Lunde Church (Lunde kirke) is a parish church of the Church of Norway in the large Sirdal Municipality in Agder county, Norway. It is located in the village of Lunde in the northern part of the municipality. It one of the four churches in the Sirdal parish which is part of the Lister og Mandal prosti (deanery) in the Diocese of Agder og Telemark. The white, wooden church was built in a long church design in 1873 using plans drawn up by the architect Hans Linstow. The church seats about 250 people.

==History==
A small chapel was built at Lunde in the upper Sirdalen valley in 1819. In the 1840s, plans were discussed to replace Tonstad Church and this chapel with a new, larger church in a more central location (at Hompland). These plans were ultimately rejected by the parish and instead, both churches would be rebuilt and enlarged.
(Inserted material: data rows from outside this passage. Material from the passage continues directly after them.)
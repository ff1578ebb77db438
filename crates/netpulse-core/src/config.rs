// ── Runtime analysis configuration ──
//
// Every tunable heuristic lives here as a named, serde-defaulted field.
// These types never touch disk; `netpulse-config` deserializes them from
// its TOML sections and hands them in.

use std::time::Duration;

use serde::{Deserialize, Serialize};

use crate::model::Codec;

// ── Diagnostic engine ───────────────────────────────────────────────

/// One TCP endpoint probed by the transport layer.
#[derive(Debug, Clone, PartialEq, Eq, Serialize, Deserialize)]
pub struct TcpTarget {
    pub host: String,
    pub port: u16,
}

impl TcpTarget {
    pub fn new(host: impl Into<String>, port: u16) -> Self {
        Self {
            host: host.into(),
            port,
        }
    }

    pub fn test_name(&self) -> String {
        format!("tcp_{}", self.port)
    }
}

#[derive(Debug, Clone, PartialEq, Serialize, Deserialize)]
#[serde(default)]
pub struct DiagnosticThresholds {
    pub rssi_fail_dbm: f64,
    pub rssi_warn_dbm: f64,
    pub ping_loss_warn_percent: f64,
    pub gateway_rtt_warn_ms: f64,
    pub external_rtt_warn_ms: f64,
    pub tcp_connect_warn_ms: f64,
    pub session_setup_warn_ms: f64,
    pub cert_expiry_warn_days: i64,
    pub dns_slow_ms: f64,
    pub http_slow_ms: f64,
}

impl Default for DiagnosticThresholds {
    fn default() -> Self {
        Self {
            rssi_fail_dbm: -80.0,
            rssi_warn_dbm: -70.0,
            ping_loss_warn_percent: 5.0,
            gateway_rtt_warn_ms: 20.0,
            external_rtt_warn_ms: 100.0,
            tcp_connect_warn_ms: 300.0,
            session_setup_warn_ms: 300.0,
            cert_expiry_warn_days: 14,
            dns_slow_ms: 500.0,
            http_slow_ms: 2000.0,
        }
    }
}

#[derive(Debug, Clone, PartialEq, Serialize, Deserialize)]
#[serde(default)]
pub struct DiagnosticConfig {
    /// Label recorded in the report.
    pub host_label: String,
    pub external_ping_host: String,
    pub ping_count: u32,
    /// ICMP payload for the path-MTU probe (1472 + 28 header bytes = 1500).
    pub mtu_probe_payload: u16,
    pub tcp_targets: Vec<TcpTarget>,
    pub ipv6_target: TcpTarget,
    pub session_target: TcpTarget,
    pub session_attempts: u32,
    pub tls_host: String,
    pub tls_port: u16,
    pub dns_names: Vec<String>,
    pub http_url: String,
    /// Endpoint expected to answer `204 No Content` when no portal intercepts.
    pub captive_portal_url: String,
    pub subtest_timeout_ms: u64,
    pub run_deadline_ms: u64,
    pub wifi_cache_max_age_secs: i64,
    pub ping_cache_max_age_secs: i64,
    pub thresholds: DiagnosticThresholds,
}

impl Default for DiagnosticConfig {
    fn default() -> Self {
        Self {
            host_label: "localhost".into(),
            external_ping_host: "1.1.1.1".into(),
            ping_count: 3,
            mtu_probe_payload: 1472,
            tcp_targets: vec![TcpTarget::new("1.1.1.1", 443), TcpTarget::new("8.8.8.8", 53)],
            ipv6_target: TcpTarget::new("2606:4700:4700::1111", 443),
            session_target: TcpTarget::new("1.1.1.1", 443),
            session_attempts: 3,
            tls_host: "cloudflare.com".into(),
            tls_port: 443,
            dns_names: vec!["cloudflare.com".into(), "google.com".into()],
            http_url: "https://www.cloudflare.com/cdn-cgi/trace".into(),
            captive_portal_url: "http://connectivitycheck.gstatic.com/generate_204".into(),
            subtest_timeout_ms: 5_000,
            run_deadline_ms: 30_000,
            wifi_cache_max_age_secs: 300,
            ping_cache_max_age_secs: 15,
            thresholds: DiagnosticThresholds::default(),
        }
    }
}

impl DiagnosticConfig {
    pub const MIN_SUBTEST_TIMEOUT: Duration = Duration::from_secs(1);
    pub const MAX_SUBTEST_TIMEOUT: Duration = Duration::from_secs(10);

    /// Per-sub-test budget, clamped into 1..=10 s.
    pub fn subtest_timeout(&self) -> Duration {
        Duration::from_millis(self.subtest_timeout_ms)
            .clamp(Self::MIN_SUBTEST_TIMEOUT, Self::MAX_SUBTEST_TIMEOUT)
    }

    pub fn run_deadline(&self) -> Duration {
        Duration::from_millis(self.run_deadline_ms.max(1))
    }
}

// ── Incident detection ──────────────────────────────────────────────

#[derive(Debug, Clone, PartialEq, Serialize, Deserialize)]
#[serde(default)]
pub struct DetectorConfig {
    pub download_threshold_mbps: f64,
    pub upload_threshold_mbps: f64,
    pub min_streak: usize,
}

impl Default for DetectorConfig {
    fn default() -> Self {
        Self {
            download_threshold_mbps: 20.0,
            upload_threshold_mbps: 5.0,
            min_streak: 3,
        }
    }
}

impl DetectorConfig {
    pub fn effective_min_streak(&self) -> usize {
        self.min_streak.max(1)
    }
}

// ── Incident correlation ────────────────────────────────────────────

#[derive(Debug, Clone, PartialEq, Serialize, Deserialize)]
#[serde(default)]
pub struct CorrelatorConfig {
    /// Widening of the incident window when collecting factors.
    pub factor_margin_mins: i64,
    /// BEFORE window is `[start - before_window, start - before_gap]`.
    pub before_window_mins: i64,
    pub before_gap_mins: i64,

    pub rssi_critical_dbm: f64,
    pub rssi_warning_dbm: f64,
    pub quality_warning: f64,
    pub snr_warning_db: f64,
    pub internet_latency_critical_ms: f64,
    pub internet_latency_warning_ms: f64,
    /// Lower bound of the informational gateway-latency band; the upper
    /// bound is `internet_latency_warning_ms`.
    pub gateway_latency_info_ms: f64,
    pub loss_critical_percent: f64,
    pub loss_warning_percent: f64,

    pub rssi_drop_significant_dbm: f64,
    pub quality_drop_significant_percent: f64,
    pub latency_increase_significant_ms: f64,
    pub loss_increase_significant_pp: f64,

    pub rssi_deadband_dbm: f64,
    pub quality_deadband: f64,
    pub latency_deadband_ms: f64,
    pub loss_deadband_pp: f64,

    /// Case-insensitive SSID substrings that mark a wired connection.
    pub wired_labels: Vec<String>,
    /// Case-insensitive message substrings that mark a WiFi event.
    pub event_keywords: Vec<String>,
}

impl Default for CorrelatorConfig {
    fn default() -> Self {
        Self {
            factor_margin_mins: 5,
            before_window_mins: 15,
            before_gap_mins: 1,
            rssi_critical_dbm: -80.0,
            rssi_warning_dbm: -70.0,
            quality_warning: 50.0,
            snr_warning_db: 20.0,
            internet_latency_critical_ms: 200.0,
            internet_latency_warning_ms: 100.0,
            gateway_latency_info_ms: 20.0,
            loss_critical_percent: 20.0,
            loss_warning_percent: 5.0,
            rssi_drop_significant_dbm: 5.0,
            quality_drop_significant_percent: 15.0,
            latency_increase_significant_ms: 20.0,
            loss_increase_significant_pp: 2.0,
            rssi_deadband_dbm: 2.0,
            quality_deadband: 2.0,
            latency_deadband_ms: 5.0,
            loss_deadband_pp: 0.5,
            wired_labels: vec!["ethernet".into(), "wired".into()],
            event_keywords: vec!["disconnect".into(), "roam".into(), "switch".into()],
        }
    }
}

// ── Fleet rollup ────────────────────────────────────────────────────

#[derive(Debug, Clone, PartialEq, Eq, Serialize, Deserialize)]
#[serde(default)]
pub struct FleetConfig {
    pub default_window_hours: u32,
    /// Analysis deadline; `None` or `0` waits for every host.
    pub deadline_secs: Option<u64>,
}

impl Default for FleetConfig {
    fn default() -> Self {
        Self {
            default_window_hours: 24,
            deadline_secs: Some(60),
        }
    }
}

impl FleetConfig {
    pub fn deadline(&self) -> Option<Duration> {
        self.deadline_secs
            .filter(|secs| *secs > 0)
            .map(Duration::from_secs)
    }
}

// ── Quality scoring ─────────────────────────────────────────────────

#[derive(Debug, Clone, PartialEq, Serialize, Deserialize)]
#[serde(default)]
pub struct QualityConfig {
    pub codec: Codec,
    /// E-Model advantage factor `A`.
    pub advantage_factor: f64,
}

impl Default for QualityConfig {
    fn default() -> Self {
        Self {
            codec: Codec::G711,
            advantage_factor: 0.0,
        }
    }
}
By a Royal Decree on 29 October 1847, Lunde chapel was approved as a parish church. Sirdal Municipality was created in 1849 and it became its own prestegjeld in 1854 with Tonstad Church designated as the main parish church and Lunde Church as an annex. The chapel building from 1819 was soon too small for the congregation, so a new church was built in 1873 (the present church). The newly reconstructed church was consecrated on 1 October 1873 by the Bishop Jacob von der Lippe.